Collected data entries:
══════════════════════════════

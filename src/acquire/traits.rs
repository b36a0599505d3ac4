//! Traits and types for audio acquisition

use crate::error::AcquireResult;
use crate::types::TrackMetadata;
use async_trait::async_trait;
use std::path::{Path, PathBuf};

/// Raw audio fetched for a query
#[must_use]
#[derive(Debug, Clone)]
pub struct AcquiredAudio {
    /// Temp file holding the MP3 audio
    pub path: PathBuf,
    /// Best-effort metadata reported by the source
    pub metadata: TrackMetadata,
}

/// Fetches raw audio for a search query
///
/// Implementations write into `dest_dir` and must only ever touch the file
/// they return, so concurrent acquisitions of different queries never
/// collide.
#[async_trait]
pub trait AudioAcquirer: Send + Sync {
    /// Search for `query` and download its audio into `dest_dir`
    async fn acquire(&self, query: &str, dest_dir: &Path) -> AcquireResult<AcquiredAudio>;

    /// Short identifier for logs
    fn name(&self) -> &'static str;
}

══════════════════════════════

_Your task_:
Beginning with the line that contains "#[async_trait]", set down every line through the end of the data without change.

_Solution to this exercise_:
#[async_trait]
pub trait AudioAcquirer: Send + Sync {
    /// Search for `query` and download its audio into `dest_dir`
    async fn acquire(&self, query: &str, dest_dir: &Path) -> AcquireResult<AcquiredAudio>;

    /// Short identifier for logs
    fn name(&self) -> &'static str;
}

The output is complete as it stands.